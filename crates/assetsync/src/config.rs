//! Configuration types for synchronization runs

use crate::core::error::{Result, SyncError};
use std::time::Duration;

/// How far local files are trusted before they are fetched again
#[derive(Debug, Clone, Copy, Default, PartialEq, Eq, PartialOrd, Ord, Hash)]
pub enum StrictLevel {
    /// Always fetch every file
    #[default]
    Off = 0,
    /// Keep files that exist locally and have a published hash, without
    /// reading them
    Presence = 1,
    /// Keep files whose SHA-1 digest equals the published hash
    Digest = 2,
}

impl TryFrom<u8> for StrictLevel {
    type Error = SyncError;

    fn try_from(level: u8) -> Result<Self> {
        match level {
            0 => Ok(StrictLevel::Off),
            1 => Ok(StrictLevel::Presence),
            2 => Ok(StrictLevel::Digest),
            other => Err(SyncError::Configuration {
                message: format!("strict level must be 0, 1 or 2, got {}", other),
                field: Some("strict_level".to_string()),
                suggestion: Some("Use 0 to always fetch, 1 to trust existing files, 2 to verify digests".to_string()),
            }),
        }
    }
}

/// The mirrors serving one build of the asset store
///
/// Every mirror serves identical content under the same content identifier,
/// so a file is addressed as `{mirror}/{content_id}/{path}`.
#[derive(Debug, Clone, PartialEq, Eq)]
pub struct MirrorSet {
    mirrors: Vec<String>,
    content_id: String,
}

impl MirrorSet {
    /// Validate the mirror base URLs and pair them with a content identifier.
    ///
    /// Mirrors keep their order; it is the order they are tried in.
    pub fn new<I, S, C>(mirrors: I, content_id: C) -> Result<Self>
    where
        I: IntoIterator<Item = S>,
        S: Into<String>,
        C: Into<String>,
    {
        let mut validated = Vec::new();
        for mirror in mirrors {
            let mirror = mirror.into();
            url::Url::parse(&mirror).map_err(|source| {
                let mut error = SyncError::from(source);
                if let SyncError::InvalidUrl { url, .. } = &mut error {
                    *url = mirror.clone();
                }
                error
            })?;
            validated.push(mirror.trim_end_matches('/').to_string());
        }

        if validated.is_empty() {
            return Err(SyncError::Configuration {
                message: "at least one mirror URL is required".to_string(),
                field: Some("mirrors".to_string()),
                suggestion: None,
            });
        }

        let content_id = content_id.into();
        if content_id.is_empty() {
            return Err(SyncError::Configuration {
                message: "content identifier must not be empty".to_string(),
                field: Some("content_id".to_string()),
                suggestion: Some("Use the `sha` field of the fingerprint".to_string()),
            });
        }

        Ok(Self {
            mirrors: validated,
            content_id,
        })
    }

    pub fn mirrors(&self) -> &[String] {
        &self.mirrors
    }

    pub fn content_id(&self) -> &str {
        &self.content_id
    }

    /// URLs for `relative_path`, one per mirror, in the order to try them
    pub fn urls_for<'a>(&'a self, relative_path: &'a str) -> impl Iterator<Item = String> + 'a {
        self.mirrors
            .iter()
            .map(move |mirror| format!("{}/{}/{}", mirror, self.content_id, relative_path))
    }
}

/// Configuration for synchronization runs
#[derive(Debug, Clone)]
pub struct SyncConfig {
    /// Maximum number of workers running at once
    pub max_concurrent_workers: usize,
    /// Maximum number of files handed to one worker
    pub max_batch_size: usize,
    pub strict_level: StrictLevel,
    /// File extensions (without the dot) whose payload is decompressed after download
    pub decompress_extensions: Vec<String>,
    /// Timeout for a single request made by the default HTTP transport
    pub timeout: Duration,
    pub user_agent: String,
}

impl SyncConfig {
    pub fn builder() -> SyncConfigBuilder {
        SyncConfigBuilder::new()
    }

    /// Reject settings the orchestrator cannot run with
    pub fn validate(&self) -> Result<()> {
        if self.max_concurrent_workers == 0 {
            return Err(SyncError::Configuration {
                message: "max_concurrent_workers must be at least 1".to_string(),
                field: Some("max_concurrent_workers".to_string()),
                suggestion: Some("Use 1 for strictly sequential downloads".to_string()),
            });
        }
        if self.max_batch_size == 0 {
            return Err(SyncError::Configuration {
                message: "max_batch_size must be at least 1".to_string(),
                field: Some("max_batch_size".to_string()),
                suggestion: None,
            });
        }
        Ok(())
    }

    /// Whether a file at `relative_path` should be decompressed after download
    pub fn should_decompress(&self, relative_path: &str) -> bool {
        let file_name = relative_path.rsplit('/').next().unwrap_or(relative_path);
        match file_name.rsplit_once('.') {
            Some((stem, extension)) if !stem.is_empty() => self
                .decompress_extensions
                .iter()
                .any(|candidate| candidate.eq_ignore_ascii_case(extension)),
            _ => false,
        }
    }
}

impl Default for SyncConfig {
    fn default() -> Self {
        Self {
            max_concurrent_workers: 8,
            max_batch_size: 50,
            strict_level: StrictLevel::Off,
            decompress_extensions: vec!["csv".to_string(), "toml".to_string()],
            timeout: Duration::from_secs(30),
            user_agent: format!("assetsync/{}", env!("CARGO_PKG_VERSION")),
        }
    }
}

/// Builder for [`SyncConfig`]
#[derive(Debug, Clone, Default)]
pub struct SyncConfigBuilder {
    config: SyncConfig,
}

impl SyncConfigBuilder {
    pub fn new() -> Self {
        Self::default()
    }

    pub fn max_concurrent_workers(mut self, workers: usize) -> Self {
        self.config.max_concurrent_workers = workers;
        self
    }

    pub fn max_batch_size(mut self, size: usize) -> Self {
        self.config.max_batch_size = size;
        self
    }

    pub fn strict_level(mut self, level: StrictLevel) -> Self {
        self.config.strict_level = level;
        self
    }

    /// Replace the set of decompressed extensions
    pub fn decompress_extensions<I, S>(mut self, extensions: I) -> Self
    where
        I: IntoIterator<Item = S>,
        S: Into<String>,
    {
        self.config.decompress_extensions = extensions
            .into_iter()
            .map(|ext| ext.into().trim_start_matches('.').to_string())
            .collect();
        self
    }

    pub fn timeout(mut self, timeout: Duration) -> Self {
        self.config.timeout = timeout;
        self
    }

    pub fn user_agent<S: Into<String>>(mut self, user_agent: S) -> Self {
        self.config.user_agent = user_agent.into();
        self
    }

    /// Validate and return the configuration
    pub fn build(self) -> Result<SyncConfig> {
        self.config.validate()?;
        Ok(self.config)
    }
}
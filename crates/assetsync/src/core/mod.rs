//! Core types used throughout the synchronization engine
//!
//! This module contains the fundamental types that all other modules depend on.
//! By organizing these in a core module, we make the dependency relationships clear.

pub mod error;
pub mod outcome;
pub mod progress;
pub mod tree;
pub mod validation;

// Re-export main types for convenience
pub use error::{ErrorSeverity, FileOperation, Result, SyncError};
pub use outcome::{FetchOutcome, FetchRecord, OutcomeCounts, SyncReport};
pub use progress::{
    ConsoleProgressReporter, IntoProgressCallback, NullProgressReporter, ProgressCallback,
    ProgressReporter, SyncEvent,
};
pub use tree::{AssetNode, AssetTree, Batch, Group, Leaf, UNLISTED_ITEMS};
pub use validation::{file_digest, is_up_to_date};
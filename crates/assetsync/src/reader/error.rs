//! Errors raised while decoding binary manifest data

use thiserror::Error;

/// Failure of a single decode call on a [`ByteReader`](super::ByteReader)
///
/// A decode error stops only the read that raised it; the reader's cursor is
/// left where that read started.
#[derive(Error, Debug, Clone, PartialEq, Eq)]
pub enum ReadError {
    /// Fewer bytes remain than the read requires
    #[error("unexpected end of data at offset {offset}: needed {needed} bytes, {available} available")]
    OutOfData {
        offset: usize,
        needed: usize,
        available: usize,
    },

    /// A string payload is not valid UTF-8
    #[error("invalid UTF-8 in {length}-byte string at offset {offset}")]
    InvalidEncoding {
        offset: usize,
        length: usize,
        #[source]
        source: std::str::Utf8Error,
    },

    /// A variable-length integer does not fit in 64 bits
    #[error("variable-length integer at offset {offset} overflows 64 bits")]
    VarIntOverflow { offset: usize },
}

pub type Result<T> = std::result::Result<T, ReadError>;
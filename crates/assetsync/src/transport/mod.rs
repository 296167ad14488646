//! HTTP transport used by fetch workers
//!
//! Workers only need `GET url -> (status, body)`. The trait keeps the
//! orchestration engine independent of reqwest so tests can substitute an
//! in-memory transport.

use async_trait::async_trait;
use futures::StreamExt;
use reqwest::Client;
use std::time::Duration;
use tracing::debug;

use crate::config::SyncConfig;
use crate::core::error::{Result, SyncError};

/// Status and full body of a GET request
#[derive(Debug, Clone, PartialEq, Eq)]
pub struct TransportResponse {
    pub status: u16,
    pub body: Vec<u8>,
}

impl TransportResponse {
    pub fn new(status: u16, body: Vec<u8>) -> Self {
        Self { status, body }
    }

    pub fn is_ok(&self) -> bool {
        self.status == 200
    }
}

/// Fetches a URL in full
///
/// An `Err` means no HTTP status was received at all. Non-200 statuses are
/// returned as ordinary responses.
#[async_trait]
pub trait Transport: Send + Sync {
    async fn get(&self, url: &str) -> Result<TransportResponse>;
}

/// Upper bound on the body buffer reserved up front from `Content-Length`
const MAX_PREALLOCATION: u64 = 1024 * 1024;

/// reqwest-backed transport
#[derive(Debug, Clone)]
pub struct HttpTransport {
    client: Client,
    timeout: Option<Duration>,
}

impl HttpTransport {
    /// Create a transport from the timeout and user agent in `config`
    pub fn from_config(config: &SyncConfig) -> Result<Self> {
        let client = Client::builder()
            .timeout(config.timeout)
            .user_agent(&config.user_agent)
            .build()
            .map_err(|e| SyncError::Configuration {
                message: format!("Failed to create HTTP client: {}", e),
                field: None,
                suggestion: None,
            })?;

        Ok(Self {
            client,
            timeout: Some(config.timeout),
        })
    }

    /// Wrap an already configured client
    pub fn with_client(client: Client) -> Self {
        Self {
            client,
            timeout: None,
        }
    }

    fn map_error(&self, error: reqwest::Error) -> SyncError {
        match self.timeout {
            Some(timeout) => SyncError::from_reqwest(error, timeout),
            None => error.into(),
        }
    }
}

#[async_trait]
impl Transport for HttpTransport {
    async fn get(&self, url: &str) -> Result<TransportResponse> {
        let response = self
            .client
            .get(url)
            .send()
            .await
            .map_err(|e| self.map_error(e))?;
        let status = response.status().as_u16();

        if status != 200 {
            debug!("GET {} returned {}", url, status);
            return Ok(TransportResponse::new(status, Vec::new()));
        }

        // Content-Length is whatever the mirror claims
        let reserve = response
            .content_length()
            .map_or(0, |length| length.min(MAX_PREALLOCATION) as usize);
        let mut body = Vec::with_capacity(reserve);
        let mut stream = response.bytes_stream();
        while let Some(chunk) = stream.next().await {
            body.extend_from_slice(&chunk.map_err(|e| self.map_error(e))?);
        }

        debug!("GET {} returned {} bytes", url, body.len());
        Ok(TransportResponse::new(status, body))
    }
}

/// Minimal HTTP server for responses wiremock cannot produce
#[cfg(test)]
pub(crate) mod test_server {
    use tokio::io::{AsyncReadExt, AsyncWriteExt};
    use tokio::net::TcpListener;

    /// Serve `response` verbatim to every connection; returns the base URL
    pub async fn serve_raw(response: &'static [u8]) -> String {
        let listener = TcpListener::bind("127.0.0.1:0").await.unwrap();
        let addr = listener.local_addr().unwrap();
        tokio::spawn(async move {
            while let Ok((mut socket, _)) = listener.accept().await {
                tokio::spawn(async move {
                    let mut request = vec![0u8; 4096];
                    let _ = socket.read(&mut request).await;
                    let _ = socket.write_all(response).await;
                    let _ = socket.shutdown().await;
                });
            }
        });
        format!("http://{}", addr)
    }

    /// A 200 whose `Content-Length` is far larger than anything addressable
    pub const HUGE_CONTENT_LENGTH: &[u8] =
        b"HTTP/1.1 200 OK\r\nContent-Length: 9223372036854775807\r\nConnection: close\r\n\r\nabc";
}

#[cfg(test)]
mod tests {
    use super::*;
    use wiremock::matchers::{method, path};
    use wiremock::{Mock, MockServer, ResponseTemplate};

    fn transport() -> HttpTransport {
        HttpTransport::from_config(&SyncConfig::default()).unwrap()
    }

    #[tokio::test]
    async fn test_get_returns_body_on_200() {
        let server = MockServer::start().await;
        Mock::given(method("GET"))
            .and(path("/abc/csv_logic/a.csv"))
            .respond_with(ResponseTemplate::new(200).set_body_bytes(b"payload".to_vec()))
            .mount(&server)
            .await;

        let url = format!("{}/abc/csv_logic/a.csv", server.uri());
        let response = transport().get(&url).await.unwrap();
        assert!(response.is_ok());
        assert_eq!(response.body, b"payload");
    }

    #[tokio::test]
    async fn test_get_reports_non_200_status() {
        let server = MockServer::start().await;
        Mock::given(method("GET"))
            .respond_with(ResponseTemplate::new(404))
            .mount(&server)
            .await;

        let url = format!("{}/abc/missing.sc", server.uri());
        let response = transport().get(&url).await.unwrap();
        assert_eq!(response.status, 404);
        assert!(response.body.is_empty());
    }

    #[tokio::test]
    async fn test_get_unreachable_host_is_error() {
        // Port 9 (discard) on localhost is expected to refuse connections
        let result = transport().get("http://127.0.0.1:9/abc/x.sc").await;
        assert!(result.is_err());
    }

    #[tokio::test]
    async fn test_bogus_content_length_is_an_error_not_an_allocation() {
        let base = test_server::serve_raw(test_server::HUGE_CONTENT_LENGTH).await;
        let result = transport().get(&format!("{}/abc/x.csv", base)).await;
        assert!(result.is_err());
    }

    #[tokio::test]
    async fn test_timeout_reports_configured_duration() {
        let server = MockServer::start().await;
        Mock::given(method("GET"))
            .respond_with(ResponseTemplate::new(200).set_delay(Duration::from_secs(3)))
            .mount(&server)
            .await;

        let config = SyncConfig::builder()
            .timeout(Duration::from_secs(1))
            .build()
            .unwrap();
        let transport = HttpTransport::from_config(&config).unwrap();
        let result = transport.get(&format!("{}/abc/slow.sc", server.uri())).await;

        match result {
            Err(SyncError::NetworkTimeout { duration_secs, .. }) => assert_eq!(duration_secs, 1),
            other => panic!("Expected NetworkTimeout, got {:?}", other),
        }
    }
}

= PROBLEM STATEMENT =
Taking the material above, extract exactly and only the lines from the line with "length.min(MAX_PREALLOCATION) as usize);" to the line with "while let Some(chunk)", inclusive of both.

= WORKED SOLUTION =
            .map_or(0, |length| length.min(MAX_PREALLOCATION) as usize);
        let mut body = Vec::with_capacity(reserve);
        let mut stream = response.bytes_stream();
        while let Some(chunk) = stream.next().await {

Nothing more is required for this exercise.